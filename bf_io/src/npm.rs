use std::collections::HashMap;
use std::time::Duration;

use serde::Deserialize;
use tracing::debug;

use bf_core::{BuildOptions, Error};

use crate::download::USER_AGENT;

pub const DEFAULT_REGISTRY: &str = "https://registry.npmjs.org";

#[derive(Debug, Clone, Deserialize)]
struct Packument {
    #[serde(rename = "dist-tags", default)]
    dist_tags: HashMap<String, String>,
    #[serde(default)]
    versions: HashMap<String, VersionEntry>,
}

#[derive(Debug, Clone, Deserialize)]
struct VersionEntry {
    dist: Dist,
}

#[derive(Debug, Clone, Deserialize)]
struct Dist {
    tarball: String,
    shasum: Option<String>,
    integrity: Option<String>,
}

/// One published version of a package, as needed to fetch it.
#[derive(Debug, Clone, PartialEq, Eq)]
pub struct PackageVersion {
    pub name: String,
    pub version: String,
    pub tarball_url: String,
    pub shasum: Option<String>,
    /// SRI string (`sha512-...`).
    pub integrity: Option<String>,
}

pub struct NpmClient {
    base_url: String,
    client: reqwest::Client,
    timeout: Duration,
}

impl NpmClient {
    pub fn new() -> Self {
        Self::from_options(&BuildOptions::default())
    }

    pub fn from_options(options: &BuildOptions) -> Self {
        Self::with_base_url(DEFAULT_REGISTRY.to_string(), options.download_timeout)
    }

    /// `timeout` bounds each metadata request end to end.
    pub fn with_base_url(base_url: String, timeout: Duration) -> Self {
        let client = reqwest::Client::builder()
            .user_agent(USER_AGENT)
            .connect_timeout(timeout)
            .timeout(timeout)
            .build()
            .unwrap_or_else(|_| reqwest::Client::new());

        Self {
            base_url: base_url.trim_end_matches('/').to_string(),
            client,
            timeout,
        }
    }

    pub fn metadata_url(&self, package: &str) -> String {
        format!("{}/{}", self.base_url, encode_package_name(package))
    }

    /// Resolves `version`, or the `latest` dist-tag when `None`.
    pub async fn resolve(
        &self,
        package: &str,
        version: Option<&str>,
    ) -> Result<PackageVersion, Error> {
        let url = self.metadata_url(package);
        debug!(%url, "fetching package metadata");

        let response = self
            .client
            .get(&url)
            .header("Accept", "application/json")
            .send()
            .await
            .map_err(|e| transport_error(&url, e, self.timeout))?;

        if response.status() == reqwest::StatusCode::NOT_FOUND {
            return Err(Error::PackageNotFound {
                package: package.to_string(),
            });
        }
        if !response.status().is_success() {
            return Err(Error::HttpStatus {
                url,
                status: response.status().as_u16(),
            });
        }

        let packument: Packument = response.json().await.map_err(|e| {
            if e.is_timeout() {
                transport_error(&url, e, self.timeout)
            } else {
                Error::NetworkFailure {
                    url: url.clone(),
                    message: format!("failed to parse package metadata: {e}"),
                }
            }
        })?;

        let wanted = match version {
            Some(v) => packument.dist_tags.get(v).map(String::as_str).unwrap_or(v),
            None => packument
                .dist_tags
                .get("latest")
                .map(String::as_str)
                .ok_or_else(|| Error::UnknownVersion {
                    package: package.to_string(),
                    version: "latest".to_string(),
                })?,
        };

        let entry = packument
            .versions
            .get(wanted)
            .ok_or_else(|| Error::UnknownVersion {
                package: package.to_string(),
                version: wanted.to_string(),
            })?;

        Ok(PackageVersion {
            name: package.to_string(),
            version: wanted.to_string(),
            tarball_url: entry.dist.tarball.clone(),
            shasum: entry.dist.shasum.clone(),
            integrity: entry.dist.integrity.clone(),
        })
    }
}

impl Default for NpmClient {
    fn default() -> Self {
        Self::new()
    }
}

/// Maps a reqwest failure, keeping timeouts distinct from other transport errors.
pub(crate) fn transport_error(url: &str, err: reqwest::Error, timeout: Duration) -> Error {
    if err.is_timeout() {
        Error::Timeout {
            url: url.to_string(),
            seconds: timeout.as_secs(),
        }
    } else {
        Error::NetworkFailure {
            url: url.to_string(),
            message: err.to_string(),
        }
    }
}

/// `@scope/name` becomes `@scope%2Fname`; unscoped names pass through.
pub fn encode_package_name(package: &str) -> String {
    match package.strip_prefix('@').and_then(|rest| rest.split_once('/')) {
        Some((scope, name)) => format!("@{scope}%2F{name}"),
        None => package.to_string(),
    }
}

========================

- Task to carry out -
Where a line in the records above contains the string "shasum", return that line.

- Result below -
    shasum: Option<String>,
    pub shasum: Option<String>,
            shasum: entry.dist.shasum.clone(),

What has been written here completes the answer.